NEWS 2021

Multiple reproductive strategies of a spring ephemeral plant, Fritillaria maximowiczii, enable its adaptation to harsh environments

Ling TONG1, Feng-Wei LEI1, Yuan-Mi WU1, Xue-Li SHEN1, Xiao-Fei XIA2, De-Huai ZHANG3, Xian-Yun MU1, Zhi-Xiang ZHANG1
Plant Species Biology 1-14 (2021)
1College of Becology and nature Conservation, Beijing Forestry University, Beijing, China
2Beijing Museum of Natural History, Beijing, China
3Bureau of Miyun Gardening and Greening, Beijing, China

Tong et al. 2021


Spring ephemeral plants that experience harsh environments have developed specific reproductive characteristics. These characteristics are of great importance to the survival and reproduction of these species, particularly for rare and endangered plants.

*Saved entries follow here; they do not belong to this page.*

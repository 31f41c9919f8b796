use crate::validation::ValidationReport;
use thiserror::Error;

#[derive(Error, Debug)]
pub enum ExpenseTrackerError {
    #[error("Expense text is empty")]
    EmptyText,

    #[error("Missing or invalid start month '{0}': expected YYYY-MM")]
    InvalidMonth(String),

    #[error("Could not understand the expense. Try describing the amount and what it was for.")]
    ExtractionFailed,

    #[error("Extraction service unavailable: {0}")]
    ExtractionUnavailable(String),

    #[error("Extracted expense failed validation: {0}")]
    Validation(ValidationReport),

    #[error("Store error: {0}")]
    Store(String),

    #[error("Date calculation error: {0}")]
    DateError(String),

    #[error("Serialization error: {0}")]
    SerializationError(#[from] serde_json::Error),

    #[error("CSV error: {0}")]
    CsvError(#[from] csv::Error),

    #[error("IO error: {0}")]
    IoError(#[from] std::io::Error),

    #[cfg(feature = "gemini")]
    #[error("HTTP error: {0}")]
    HttpError(#[from] reqwest::Error),
}

pub type Result<T> = std::result::Result<T, ExpenseTrackerError>;
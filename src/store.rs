//! Persistence seam.
//!
//! The tracker only ever talks to [`ExpenseStore`]; durability, transactions
//! and retries belong to the implementation behind it. [`MemoryStore`] is the
//! reference implementation used by tests and the harness server.

use crate::error::{ExpenseTrackerError, Result};
use crate::model::{Expense, NewExpense};
use async_trait::async_trait;
use std::collections::HashMap;
use std::sync::Mutex;
use uuid::Uuid;

#[async_trait]
pub trait ExpenseStore: Send + Sync {
    /// Persists a validated expense and returns it with its generated id.
    async fn create(&self, new_expense: NewExpense) -> Result<Expense>;

    /// Every expense the user owns. No server-side date filtering is assumed;
    /// callers filter the full set themselves.
    async fn find_all_for_user(&self, user_id: &str) -> Result<Vec<Expense>>;

    /// Removes an expense only if it belongs to the user. `None` when the
    /// expense does not exist or is owned by someone else.
    async fn delete_for_user(&self, id: Uuid, user_id: &str) -> Result<Option<Expense>>;
}

/// In-process store backed by a mutex-guarded vector.
#[derive(Default)]
pub struct MemoryStore {
    expenses: Mutex<Vec<Expense>>,
}

impl MemoryStore {
    pub fn new() -> Self {
        Self::default()
    }

    fn lock(&self) -> Result<std::sync::MutexGuard<'_, Vec<Expense>>> {
        self.expenses
            .lock()
            .map_err(|_| ExpenseTrackerError::Store("expense store lock poisoned".to_string()))
    }
}

#[async_trait]
impl ExpenseStore for MemoryStore {
    async fn create(&self, new_expense: NewExpense) -> Result<Expense> {
        let expense = Expense {
            id: Uuid::new_v4(),
            user_id: new_expense.user_id,
            amount_cents: new_expense.amount_cents,
            description: new_expense.description,
            payment_method: new_expense.payment_method,
            date: new_expense.date,
            raw_text: new_expense.raw_text,
        };
        self.lock()?.push(expense.clone());
        Ok(expense)
    }

    async fn find_all_for_user(&self, user_id: &str) -> Result<Vec<Expense>> {
        Ok(self
            .lock()?
            .iter()
            .filter(|e| e.user_id == user_id)
            .cloned()
            .collect())
    }

    async fn delete_for_user(&self, id: Uuid, user_id: &str) -> Result<Option<Expense>> {
        let mut expenses = self.lock()?;
        let position = expenses
            .iter()
            .position(|e| e.id == id && e.user_id == user_id);
        Ok(position.map(|i| expenses.remove(i)))
    }
}

/// Explicit legacy-id to current-id lookup, passed into the request context
/// instead of living as module-level global state.
#[derive(Debug, Clone, Default)]
pub struct UserIdAliases {
    aliases: HashMap<String, String>,
}

impl UserIdAliases {
    pub fn new(aliases: HashMap<String, String>) -> Self {
        Self { aliases }
    }

    /// Maps a possibly-legacy identifier to the current one. Unknown ids pass
    /// through unchanged.
    pub fn resolve<'a>(&'a self, user_id: &'a str) -> &'a str {
        self.aliases.get(user_id).map(String::as_str).unwrap_or(user_id)
    }
}

#[cfg(test)]
mod tests {
    use super::*;
    use chrono::NaiveDate;

    const USER: &str = "550e8400-e29b-41d4-a716-446655440000";
    const OTHER: &str = "650e8400-e29b-41d4-a716-446655440111";

    fn new_expense(user_id: &str) -> NewExpense {
        NewExpense {
            user_id: user_id.to_string(),
            amount_cents: 1870,
            description: "Bus ticket".to_string(),
            payment_method: "Cash".to_string(),
            date: NaiveDate::from_ymd_opt(2025, 6, 15).unwrap(),
            raw_text: Some("bus 18,70 cash".to_string()),
        }
    }

    #[tokio::test]
    async fn test_create_assigns_id_and_find_scopes_by_user() {
        let store = MemoryStore::new();
        let created = store.create(new_expense(USER)).await.unwrap();
        store.create(new_expense(OTHER)).await.unwrap();

        let mine = store.find_all_for_user(USER).await.unwrap();
        assert_eq!(mine.len(), 1);
        assert_eq!(mine[0].id, created.id);
        assert_eq!(mine[0].raw_text.as_deref(), Some("bus 18,70 cash"));
    }

    #[tokio::test]
    async fn test_delete_verifies_ownership() {
        let store = MemoryStore::new();
        let created = store.create(new_expense(USER)).await.unwrap();

        assert!(store
            .delete_for_user(created.id, OTHER)
            .await
            .unwrap()
            .is_none());
        assert!(store
            .delete_for_user(created.id, USER)
            .await
            .unwrap()
            .is_some());
        assert!(store.find_all_for_user(USER).await.unwrap().is_empty());
    }

    #[test]
    fn test_alias_resolution() {
        let aliases = UserIdAliases::new(HashMap::from([(
            "legacy-42".to_string(),
            USER.to_string(),
        )]));
        assert_eq!(aliases.resolve("legacy-42"), USER);
        assert_eq!(aliases.resolve(USER), USER);
        assert_eq!(aliases.resolve("unknown"), "unknown");
    }
}
use despesa::llm::{ExpenseExtractor, GeminiAnalyst, GeminiClient};
use despesa::pipeline::ExpenseTracker;
use despesa::server::{router, AppState};
use despesa::store::{MemoryStore, UserIdAliases};
use log::info;
use std::collections::HashMap;
use std::sync::Arc;

/// Parses `DESPESA_USER_ALIASES`, a comma-separated list of `legacy=current`
/// pairs migrating old user ids onto their current ones.
fn aliases_from_env() -> UserIdAliases {
    let raw = std::env::var("DESPESA_USER_ALIASES").unwrap_or_default();
    let pairs: HashMap<String, String> = raw
        .split(',')
        .filter_map(|pair| {
            let (legacy, current) = pair.split_once('=')?;
            Some((legacy.trim().to_string(), current.trim().to_string()))
        })
        .collect();
    UserIdAliases::new(pairs)
}

#[tokio::main]
async fn main() {
    env_logger::init();

    let api_key = match std::env::var("GEMINI_API_KEY") {
        Ok(key) => key,
        Err(_) => {
            eprintln!("GEMINI_API_KEY is not set");
            std::process::exit(1);
        }
    };

    let client = GeminiClient::new(api_key);
    let tracker = ExpenseTracker::new(
        Arc::new(MemoryStore::new()),
        Arc::new(ExpenseExtractor::new(client.clone())),
        Arc::new(GeminiAnalyst::new(client)),
    );

    let state = AppState {
        tracker: Arc::new(tracker),
        aliases: Arc::new(aliases_from_env()),
    };

    let addr = std::env::var("DESPESA_ADDR").unwrap_or_else(|_| "0.0.0.0:3000".to_string());
    let listener = tokio::net::TcpListener::bind(&addr)
        .await
        .expect("failed to bind address");
    info!("listening on http://{}", addr);

    axum::serve(listener, router(state))
        .with_graceful_shutdown(async {
            let _ = tokio::signal::ctrl_c().await;
            info!("shutting down");
        })
        .await
        .expect("server error");
}
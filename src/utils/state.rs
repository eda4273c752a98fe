use std::sync::Arc;
use std::time::Duration;

use sqlx::{Pool, Sqlite};
use tokio_util::sync::CancellationToken;

use crate::broker::{AmqpBroker, Broker, ConsumerNotifier, MemoryBroker};
use crate::cadapter::cdn::CdnBackend;
use crate::cadapter::localfs::LocalFsBackend;
use crate::cadapter::s3::S3Backend;
use crate::cadapter::{FragmentBackend, FragmentClient};
use crate::config::{BrokerConfig, Config, StorageConfig};
use crate::domain::entry::{EntryRepository, SqliteEntryRepository};
use crate::ingest::Ingestor;
use crate::vfs::Vfs;

const NOTIFY_TIMEOUT: Duration = Duration::from_secs(10);

#[derive(Clone)]
pub struct AppState {
    pub store: Arc<dyn EntryRepository>,
    pub broker: Arc<dyn Broker>,
    pub ingestor: Ingestor,
    pub vfs: Vfs,
    pub config: Arc<Config>,
    /// Cancelled on shutdown; uploads in flight stop before their next fragment.
    pub shutdown: CancellationToken,
}

impl AppState {
    pub fn new(
        config: Config,
        store: Arc<dyn EntryRepository>,
        broker: Arc<dyn Broker>,
        backend: Arc<dyn FragmentBackend>,
    ) -> Self {
        let ingestor = Ingestor::new(store.clone(), broker.clone(), config.ingest.clone());
        let vfs = Vfs::new(store.clone(), FragmentClient::new(backend, config.fetch_timeout));
        AppState {
            store,
            broker,
            ingestor,
            vfs,
            config: Arc::new(config),
            shutdown: CancellationToken::new(),
        }
    }

    /// Wires the collaborators named in `config` around the SQLite metadata store.
    pub async fn from_config(config: Config, pool: Arc<Pool<Sqlite>>) -> anyhow::Result<Self> {
        let repository = SqliteEntryRepository::new(pool);
        repository.migrate().await?;
        let store: Arc<dyn EntryRepository> = Arc::new(repository);

        let backend: Arc<dyn FragmentBackend> = match &config.storage {
            StorageConfig::Cdn { base_url } => Arc::new(
                CdnBackend::new(base_url.clone(), config.fetch_timeout)
                    .map_err(|e| anyhow::anyhow!("failed to build CDN client: {e}"))?,
            ),
            StorageConfig::Bucket(s3) => Arc::new(
                S3Backend::new(s3.clone())
                    .await
                    .map_err(|e| anyhow::anyhow!("failed to build bucket client: {e}"))?,
            ),
            StorageConfig::Local { root } => {
                tokio::fs::create_dir_all(root).await?;
                Arc::new(LocalFsBackend::new(root))
            }
        };

        let broker: Arc<dyn Broker> = match &config.broker {
            BrokerConfig::Amqp {
                amqp,
                consumer_urls,
            } => {
                let notifier = ConsumerNotifier::new(consumer_urls.clone(), NOTIFY_TIMEOUT)
                    .map_err(|e| anyhow::anyhow!("failed to build consumer notifier: {e}"))?;
                Arc::new(
                    AmqpBroker::connect(amqp.clone(), notifier)
                        .await
                        .map_err(|e| anyhow::anyhow!("failed to connect to AMQP broker: {e}"))?,
                )
            }
            BrokerConfig::Memory => {
                tracing::warn!("using the in-memory broker, fragments will not leave this process");
                Arc::new(MemoryBroker::new())
            }
        };

        tracing::info!("reading fragments from the {} backend", backend.name());
        Ok(Self::new(config, store, broker, backend))
    }

    /// Stops uploads still in flight and closes the broker connection.
    pub async fn close(&self) {
        self.shutdown.cancel();
        if let Err(e) = self.broker.close().await {
            tracing::error!("failed to close the broker: {e}");
        }
    }
}
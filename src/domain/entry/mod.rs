pub mod memory;
pub mod model;
pub mod repository;

pub use memory::InMemoryEntryRepository;
pub use model::{EntryField, FileEntry, FragmentRef};
pub use repository::{EntryRepository, SqliteEntryRepository};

Fritillaria is a genus consisting of spring ephemeral plants with significant medicinal and ornamental value whose wild resources are highly threatened and whose reproductive characteristics and adaptative evolutionary mechanisms are still not well understood. Fritillaria maximowiczii is positioned at the most basal clade on the Fritillaria phylogenetic tree, whose reproductive characteristics remain obscure. In this study, we report the flowering dynamics, pollination biology and breeding system of F. maximowiczii. The flowering process of F. maximowiczii can be divided into seven stages. Based on the pollen/ovule ratio, the outcrossing index and a field pollination experiment on a natural population, F. maximowiczii showed high levels of outcrossing and self-compatibility. Three types of pollinators were observed: two kinds of bumblebees, and spiders. Diverse herkogamy and dichogamy may have considerably improved its reproductive success rate. Furthermore, a special reproductive mode not previously reported in wild populations of Fritillaria, apomixis, was strongly suspected based on a high fruit setting rate (36.84%). Our study suggests F. maximowiczii has developed multiple reproductive strategies to adapt to harsh environments and ensure population reproduction, and the diverse reproductive mechanisms may be related to its primitive phylogenetic position in the genus. This study not only broadens our understanding of mechanisms of ecological adaptation in spring ephemeral plants but also provides key data for the conservation of Fritillaria.